Passano gli anni. La mente assimila e categorizza, viene stimolata dalla novità, mentre l’esperienza troppo reiterata perde ogni attrattiva. Ed Gein vuole una donna “fresca”. “Fresca”, non viva. La sua prima vittima è una ragazza la cui scomparsa non verrà mai collegata a lui. I dettagli sono quasi inesistenti. Dopo 3 anni di ulteriori esumazioni e latenza omicida, Ed è pronto a mietere una nuova vittima: Bernice Worden, la proprietaria della ferramenta. La fortuna, però, non lo assiste. Il figlio della vittima è il vicesceriffo e subito individua un indizio che porta alla fattoria dei Gein.

Non sappiamo cosa sia successo a Mary Hogan, la prima donna caduta vittima della sua brama di Ed, ma Bernice Worden viene ritrovata nel capanno dove i Gein, da bravi cacciatori dei Wisconsin, scuoiavano ed evisceravano le prede. Ed Gein aveva riservato lo stesso trattamento al corpo della donna.

Come anticipato, l’ispezione che ne segue rivela una macabra cornucopia di parti umane usate come oggetti, ninnoli o vestiti. E’ tutto il mondo e l’inferno di Ed.

In particolare, nella seconda parte del comics, gli autori cercano di approfondire il significato degli indumenti di pelle di donna assemblati da Ed. Indumenti con seni e vagina con cui lui si ricopre in una sorta di veste mammaria.

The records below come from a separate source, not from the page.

#[cfg(test)]
mod tests {
    use super::*;
    use crate::builder::build_logical_plan;
    use crate::catalog::MemCatalog;
    use crate::cost::DefaultCostModel;
    use crate::schema::TableInfo;
    use crate::stats::ColumnStatistics;

    fn fixture() -> (Arc<MemCatalog>, Arc<InfoSchema>) {
        let catalog = Arc::new(MemCatalog::new());
        catalog.add_table(
            "test",
            TableInfo::new("t", &["a", "b", "c", "d", "e", "ts"]).with_primary_key("a"),
            Statistics::new(32.0)
                .with_column("a", ColumnStatistics::new(32.0))
                .with_column("b", ColumnStatistics::new(8.0))
                .with_column("c", ColumnStatistics::new(16.0).with_avg_size(24.0))
                .with_column("d", ColumnStatistics::new(32.0))
                .with_column("e", ColumnStatistics::new(4.0))
                .with_column("ts", ColumnStatistics::new(32.0)),
        );
        catalog.add_table(
            "test",
            TableInfo::new("t1", &["a", "b", "c", "d"]),
            Statistics::new(15.0)
                .with_column("a", ColumnStatistics::new(15.0))
                .with_column("b", ColumnStatistics::new(15.0))
                .with_column("c", ColumnStatistics::new(15.0))
                .with_column("d", ColumnStatistics::new(15.0)),
        );
        let schema = catalog.schema();
        (catalog, schema)
    }

    fn planner(catalog: Arc<MemCatalog>) -> Planner {
        Planner::new(catalog, Arc::new(DefaultCostModel::default()))
    }

    fn optimize(sql: &str) -> PhysicalPlan {
        let (catalog, schema) = fixture();
        let logical = build_logical_plan(sql, "test", &schema).unwrap();
        planner(catalog).optimize(&logical, "test", &schema).unwrap()
    }

    fn collect_ops(plan: &PhysicalPlan) -> Vec<&'static str> {
        let mut ops = Vec::new();
        plan.walk(&mut |n| ops.push(n.op.name()));
        ops
    }

    #[test]
    fn test_point_lookup_uses_clustered_scan() {
        let plan = optimize("select * from t where a = 1");
        let ops = collect_ops(&plan);
        assert!(ops.contains(&"TableScan"));
        let mut clustered = false;
        plan.walk(&mut |n| {
            if let PhysOp::TableScan { clustered: c, access, .. } = &n.op {
                clustered |= *c && !access.is_empty();
            }
        });
        assert!(clustered, "primary key equality should prune the scan:\n{}", plan.display(0));
    }

    #[test]
    fn test_group_by_without_index_uses_hash_agg() {
        let plan = optimize("select count(*) from t group by e");
        let ops = collect_ops(&plan);
        assert!(ops.contains(&"HashAgg"), "ops: {ops:?}");
        assert!(!ops.contains(&"IndexScan"));
    }

    #[test]
    fn test_group_by_uses_stream_agg_over_index() {
        let (catalog, _) = fixture();
        // A real index on e makes the ordered path available.
        let mut schema = (*catalog.schema()).clone();
        schema
            .table_by_name_mut("test", "t")
            .unwrap()
            .indexes
            .push(IndexInfo::new(
                "i_e",
                vec![crate::schema::IndexColumn::new("e")],
            ));
        let logical =
            build_logical_plan("select count(*) from t group by e", "test", &schema).unwrap();
        let plan = planner(catalog).optimize(&logical, "test", &schema).unwrap();
        let ops = collect_ops(&plan);
        assert!(ops.contains(&"StreamAgg"), "ops: {ops:?}\n{}", plan.display(0));
        assert!(ops.contains(&"IndexScan"));
    }

    #[test]
    fn test_covering_index_avoids_double_read() {
        let (catalog, _) = fixture();
        let mut schema = (*catalog.schema()).clone();
        schema
            .table_by_name_mut("test", "t1")
            .unwrap()
            .indexes
            .push(IndexInfo::new(
                "i_cab",
                vec![
                    crate::schema::IndexColumn::new("c"),
                    crate::schema::IndexColumn::new("a"),
                    crate::schema::IndexColumn::new("b"),
                ],
            ));
        let logical = build_logical_plan(
            "select a, b from t1 where c in (1,3)",
            "test",
            &schema,
        )
        .unwrap();
        let plan = planner(catalog).optimize(&logical, "test", &schema).unwrap();
        let ops = collect_ops(&plan);
        assert!(ops.contains(&"IndexReader"), "ops: {ops:?}\n{}", plan.display(0));
        assert!(!ops.contains(&"IndexLookUp"));
        assert!(!ops.contains(&"TableScan"));
    }

    #[test]
    fn test_non_covering_index_pays_double_read() {
        let (catalog, _) = fixture();
        let mut schema = (*catalog.schema()).clone();
        schema
            .table_by_name_mut("test", "t1")
            .unwrap()
            .indexes
            .push(IndexInfo::new(
                "i_c",
                vec![crate::schema::IndexColumn::new("c")],
            ));
        let logical = build_logical_plan(
            "select a, b from t1 where c in (1,3)",
            "test",
            &schema,
        )
        .unwrap();
        let plan = planner(catalog).optimize(&logical, "test", &schema).unwrap();
        let ops = collect_ops(&plan);
        assert!(ops.contains(&"IndexLookUp"), "ops: {ops:?}\n{}", plan.display(0));
    }

    #[test]
    fn test_desc_order_satisfied_by_reverse_index_scan() {
        let (catalog, _) = fixture();
        let mut schema = (*catalog.schema()).clone();
        schema
            .table_by_name_mut("test", "t1")
            .unwrap()
            .indexes
            .push(IndexInfo::new(
                "i_ba",
                vec![
                    crate::schema::IndexColumn::new("b"),
                    crate::schema::IndexColumn::new("a"),
                ],
            ));
        let logical =
            build_logical_plan("select a from t1 order by b desc", "test", &schema).unwrap();
        let plan = planner(catalog).optimize(&logical, "test", &schema).unwrap();
        let mut saw_desc_scan = false;
        plan.walk(&mut |n| {
            if let PhysOp::IndexScan { desc, .. } = &n.op {
                saw_desc_scan |= *desc;
            }
        });
        assert!(saw_desc_scan, "{}", plan.display(0));
        assert!(!collect_ops(&plan).contains(&"Sort"));
    }

    #[test]
    fn test_invisible_index_is_not_considered() {
        let (catalog, _) = fixture();
        let mut schema = (*catalog.schema()).clone();
        let mut index = IndexInfo::new("i_c", vec![crate::schema::IndexColumn::new("c")]);
        index.state = IndexState::Invisible;
        schema
            .table_by_name_mut("test", "t1")
            .unwrap()
            .indexes
            .push(index);
        let logical = build_logical_plan(
            "select a, b from t1 where c in (1,3)",
            "test",
            &schema,
        )
        .unwrap();
        let plan = planner(catalog).optimize(&logical, "test", &schema).unwrap();
        assert!(!collect_ops(&plan).contains(&"IndexScan"));
    }

    #[test]
    fn test_plan_cost_is_deterministic() {
        let a = optimize("select * from t where b in (select c from t1 where c > 0)");
        let b = optimize("select * from t where b in (select c from t1 where c > 0)");
        assert_eq!(a.cost.total, b.cost.total);
        assert_eq!(a.display(0), b.display(0));
    }
}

La vittima inconsapevole è adoratore del suo carnefice, vuole il suo carnefice-dio, vuole essere il carnefice-dio. Ed Gein non poteva vivere in un mondo senza Augusta Lehrke e quindi la veste lo trasformava in lei, non in una donna o in una madre ma solo in Lei, in Augusta, la Femmina-Dea, Mater-Deus, massimamente potente, che aveva dominato ogni brandello della sua vita sin dalla nascita.

Siamo oltre una Mater Terribilis o le Cattive Madri del Segantini. Siamo al delirio dell’incarnazione religiosa, ben oltre le colonne d’ercole di qualsiasi umana consapevolezza.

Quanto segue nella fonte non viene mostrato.